Le app per desktop hanno invece più permessi. I ricercatori hanno analizzato come e quando l’app interagisce con il microfono confrontando i dati audio catturati dal microfono con il flusso di informazioni inviate al server, scoprendo che programmi diversi hanno un comportamento diverso.

How-To-Mute-Zoom-1280x720

  • Zoom. Il client di Zoom fornisce un esempio di comportamento accettabile. In modalità mute, l’app non cattura il flusso audio e quindi non ascolta ciò che sta succedendo intorno a voi. Detto questo, il client richiede regolarmente informazioni che gli permettono di determinare il livello di rumore vicino al microfono. Non appena il silenzio finisce (iniziate a parlare o semplicemente fate un rumore), il client vi ricorda, come sempre, di disattivare la modalità mute.
  • Microsoft Teams. Per quanto riguarda il client di Teams, le cose sono leggermente più complicate. Il programma non utilizza l’interfaccia standard del sistema per interagire con il microfono, ma comunica direttamente con Windows. Per questa ragione, i ricercatori non sono stati in grado di determinare nel dettaglio come il client Teams gestisca il muting durante una chiamata.
  • Cisco Webex. Il client Cisco Webex ha mostrato adottare il comportamento più insolito. Unico tra tutte le soluzioni testate, ha costantemente processato il suono del microfono durante la chiamata, indipendentemente dallo stato del pulsante mute all’interno dell’app. Tuttavia, da un’analisi più dettagliata del client, i ricercatori hanno scoperto che Webex non vi spia: in modalità mute, il suono non viene infatti trasmesso al server remoto. Tuttavia, invia i metadati, in particolare il livello del volume del segnale. A prima vista, questo non sembra un grosso problema, ma i ricercatori sono stati in grado di determinare una serie di parametri di base rispetto a ciò che stava accadendo dalla parte dell’utente. Per esempio, è stato possibile determinare con certa sicurezza che l’utente era collegato ad un’importante chiamata di lavoro, aveva spento il microfono e la fotocamera, stava passando l’aspirapolvere nell’appartamento o stava cucinando. Era possibile sapere persino se altre persone erano presenti nella stanza (per esempio, se la chiamata proveniva da un luogo pubblico). Questo comportava l’uso di un algoritmo simile per certi versi a quello di Shazam e di altre app musicali. Per ogni “campione di rumore”, viene creato un insieme di modelli e confrontato con i dati catturati dal client Cisco Webex.

Livelli di privacy

Lo studio offre alcuni consigli pratici e conferma un dato piuttosto scontato, ovvero che non abbiamo il pieno controllo su quali dati vengono raccolti su di noi o come. Un aspetto positivo del report è che non è stato trovato alcun aspetto davvero grave e pericoloso relativo al funzionamento dei popolari strumenti di videoconferenza analizzati.

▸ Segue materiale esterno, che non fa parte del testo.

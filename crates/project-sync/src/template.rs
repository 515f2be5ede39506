//! Content of newly created project notes.

use obsidian_fs::{ensure_markdown_extension, split_frontmatter};

use crate::fs::{FileSystem, FsError};
use crate::index::PROJECT_ID_KEY;

/// Extra header fields and body merged into every new project note.
#[derive(Debug, Clone, Default, PartialEq, Eq)]
pub struct Template {
    /// Frontmatter lines (without delimiters), each ending in a newline
    pub header: String,
    /// Everything after the template's frontmatter
    pub body: String,
}

impl Template {
    /// Split a template note into header fields and body.
    ///
    /// A `todoist-project-id` line in the template is dropped; every note
    /// gets its own.
    pub fn parse(raw: &str) -> Self {
        let (yaml, body) = split_frontmatter(raw);

        let mut header = String::new();
        for line in yaml.unwrap_or_default().lines() {
            if line.trim_start().starts_with(&format!("{}:", PROJECT_ID_KEY)) {
                continue;
            }
            header.push_str(line);
            header.push('\n');
        }

        Self {
            header,
            body: body.to_string(),
        }
    }

    /// Load the template note at `path` (`.md` optional).
    pub async fn load<F: FileSystem>(fs: &F, path: &str) -> Result<Self, FsError> {
        let raw = fs.read_to_string(&ensure_markdown_extension(path)).await?;
        Ok(Self::parse(&raw))
    }
}

/// Build the content of a new note for `project_id`.
pub fn note_content(project_id: &str, template: Option<&Template>) -> String {
    let id_line = format!("{}: '{}'", PROJECT_ID_KEY, project_id.replace('\'', "''"));
    match template {
        None => format!("---\n{}\n---", id_line),
        Some(t) => format!("---\n{}\n{}---\n{}", id_line, t.header, t.body),
    }
}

Se comunque non vi sentite a vostro agio nell’usare un software installato sul vostro computer con accesso costante al microfono, una soluzione semplice potrebbe essere quella di collegarsi attraverso un client web. Certo, le funzionalità saranno limitate, ma la privacy aumenterà: in tal caso, il pulsante mute disattiva davvero il microfono.

Un’altra opzione è un pulsante mute per microfono di tipo hardware (se ne avete uno sul vostro computer) oppure delle cuffie esterne. Il pulsante mute presente sui principali modelli di auricolari spesso isola il microfono dal computer fisicamente, non tramite software.

Il vero pericolo non sono gli strumenti di videoconferenza in sé, ma i malware che possono spiare le vittime e inviare registrazioni audio di conversazioni importanti ai suoi creatori. In questo caso, avrete bisogno non solo di una soluzione di sicurezza che si occupi dei programmi indesiderati, ma anche di un mezzo per controllare chi accede al microfono e quando, soprattutto nel caso in cui un programma legittimo decida di farlo senza chiedere permesso.